“Because you look shaken, and I want you to know I made it okay, so you can go back to sleep rather than staying up and worrying about me crossing the bay at this hour.”
Damn it, that ruined me a little.
I stood there, stunned into silence as the door clicked shut behind him.
That was it?
Just… I’ll text you when I get there?
Like this was normal. Like this was something he did all the time — slide in, scare the shit out of me, make my heart race for more reasons than one, and then disappear like nothing had happened.
But it wasn’t nothing. We’ve watched movies together every Wednesday night since he moved in next door to me. He knows I love horror movies, and I enjoy a good jump scare more than I probably should, but it hits different when the jump scare is your six-foot-four neighbor dressed in all black and pilfering through your kitchen in the middle of the witching hour.
My pulse was still too loud in my ears, my skin still too hot in all the wrong places. I was keenly aware of every inch of exposed skin now — my thighs, my bare arms, the stretch of cotton riding too high on my hips. It was like my body had only just now caught up to the fact that Knox had seen me like this.
Not dolled up. Not ready for company. Just raw, half-dressed, and vulnerable. And somehow… he didn’t take advantage of it.

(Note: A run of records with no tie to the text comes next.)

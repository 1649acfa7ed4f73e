//! Path-based access control.
//!
//! Every request path maps to one [`AccessRule`]; [`AccessRule::permits`] is
//! the single place a role is checked against a rule.
//!
//! | Paths | Rule |
//! |---|---|
//! | `/resources/**`, `/static/**`, `/images/**`, `/productImages/**`, `/css/**`, `/js/**`, `/mobi/**` | public |
//! | `/`, `/home`, `/shop`, `/register`, `/verify-account`, `/resend-otp`, `/createTransaction/**` | public |
//! | `/login`, `/logout`, `/access-denied`, `/health`, `/health/ready` | public |
//! | `/admin/**` | admin |
//! | everything else | authenticated |

use axum::{
    extract::{FromRequestParts, Request, State},
    middleware::Next,
    response::{IntoResponse, Redirect, Response},
};
use tracing::debug;

use emporium_core::Role;

use super::ShopperContext;
use crate::state::AppState;

/// Path trees open to everyone.
const PUBLIC_TREES: &[&str] = &[
    "/resources",
    "/static",
    "/images",
    "/productImages",
    "/css",
    "/js",
    "/mobi",
    "/createTransaction",
];

/// Exact paths open to everyone.
const PUBLIC_PATHS: &[&str] = &[
    "/",
    "/home",
    "/shop",
    "/register",
    "/verify-account",
    "/resend-otp",
    "/login",
    "/logout",
    "/access-denied",
    "/health",
    "/health/ready",
];

const ADMIN_TREE: &str = "/admin";

/// Who may request a path.
#[derive(Debug, Clone, Copy, PartialEq, Eq)]
pub enum AccessRule {
    /// Anyone, signed in or not.
    Public,
    /// Any signed-in account.
    Authenticated,
    /// Signed-in admins only.
    Admin,
}

impl AccessRule {
    /// Whether a requester with `role` (`None` for guests) passes this rule.
    #[must_use]
    pub const fn permits(self, role: Option<Role>) -> bool {
        match (self, role) {
            (Self::Public, _) | (Self::Authenticated, Some(_)) => true,
            (Self::Admin, Some(role)) => role.is_admin(),
            (Self::Authenticated | Self::Admin, None) => false,
        }
    }
}

/// `path` is `tree` itself or lies below it.
fn in_tree(path: &str, tree: &str) -> bool {
    path.strip_prefix(tree)
        .is_some_and(|rest| rest.is_empty() || rest.starts_with('/'))
}

/// The rule that applies to a request path.
#[must_use]
pub fn classify(path: &str) -> AccessRule {
    if in_tree(path, ADMIN_TREE) {
        return AccessRule::Admin;
    }
    if PUBLIC_PATHS.contains(&path) || PUBLIC_TREES.iter().any(|tree| in_tree(path, tree)) {
        return AccessRule::Public;
    }
    AccessRule::Authenticated
}

/// Enforce [`classify`] on every request.
///
/// Non-public paths resolve the [`ShopperContext`] first, so the role and the
/// enabled flag come from the account as it is now, not from the session.
/// Disabled or deleted accounts are sent to `/logout`, guests to `/login`,
/// and signed-in accounts lacking the role to `/access-denied`. Must run
/// inside the session layer.
pub async fn access_control_middleware(
    State(state): State<AppState>,
    request: Request,
    next: Next,
) -> Response {
    let rule = classify(request.uri().path());
    if rule == AccessRule::Public {
        return next.run(request).await;
    }

    let (mut parts, body) = request.into_parts();
    let shopper = match ShopperContext::from_request_parts(&mut parts, &state).await {
        Ok(shopper) => shopper,
        Err(rejection) => return rejection.into_response(),
    };
    let role = shopper.role();

    if rule.permits(role) {
        return next.run(Request::from_parts(parts, body)).await;
    }

    debug!(path = %parts.uri.path(), ?rule, ?role, "Access denied");
    match role {
        None => Redirect::to("/login").into_response(),
        Some(_) => Redirect::to("/access-denied").into_response(),
    }
}

#[cfg(test)]
mod tests {
    use super::*;

    #[test]
    fn test_classify_public_paths() {
        for path in [
            "/",
            "/home",
            "/shop",
            "/login",
            "/logout",
            "/access-denied",
            "/health",
            "/health/ready",
            "/register",
            "/images/a.png",
            "/productImages/x/y.jpg",
            "/css",
            "/createTransaction/42",
        ] {
            assert_eq!(classify(path), AccessRule::Public, "{path}");
        }
    }

    #[test]
    fn test_classify_admin_tree() {
        assert_eq!(classify("/admin"), AccessRule::Admin);
        assert_eq!(classify("/admin/products/1/images"), AccessRule::Admin);
        assert_eq!(classify("/administrator"), AccessRule::Authenticated);
    }

    #[test]
    fn test_classify_everything_else_needs_sign_in() {
        for path in [
            "/cart",
            "/wishlist",
            "/shop/viewproduct/1",
            "/shop/category/2",
            "/shop/search",
            "/cssx",
            "/imagesfoo/a.png",
        ] {
            assert_eq!(classify(path), AccessRule::Authenticated, "{path}");
        }
    }

    #[test]
    fn test_permits_matrix() {
        let guest = None;
        let customer = Some(Role::Customer);
        let admin = Some(Role::Admin);

        assert!(AccessRule::Public.permits(guest));
        assert!(!AccessRule::Authenticated.permits(guest));
        assert!(AccessRule::Authenticated.permits(customer));
        assert!(AccessRule::Authenticated.permits(admin));
        assert!(!AccessRule::Admin.permits(guest));
        assert!(!AccessRule::Admin.permits(customer));
        assert!(AccessRule::Admin.permits(admin));
    }
}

He noticed. Of course he noticed. But he didn’t say anything cruel. Didn’t crack a joke. Didn’t let his gaze linger inappropriately. He just… registered it and respected it. Like my lack of pants wasn’t the most interesting thing about me right now.
My chest ached with the weight of that kindness.
And that made everything worse because I didn’t know how to hold this… whatever this was. This thing between us was too layered to call simple, too soft to be casual, and far too intense to ignore.
I padded back toward the hallway on shaky legs, unsure what to do with the way I still felt his presence in the room. The scent of his cologne lingered — clean, dark, and achingly familiar. My breath hitched.
I didn’t know what scared me more: the fact that he left, or the part of me that wished he’d stayed. By the time I made it back to bed, I felt like I was vibrating out of my skin.
I crawled under the covers, and tugged the blanket high over my hips like it might hide the truth I couldn’t face. The sheets were still cool, and my body was anything but. Heat pulsed low and steady in my core. A slow, guilty ache that throbbed harder the more I tried to ignore it.
What the hell was wrong with me?
I should’ve been scared out of my mind, finding a man who could easily break me in half in my kitchen in the middle of the night. Even if that man was Knox. Especially because it was Knox. Big and quiet and calm as sin, standing there in the dark like he belonged here.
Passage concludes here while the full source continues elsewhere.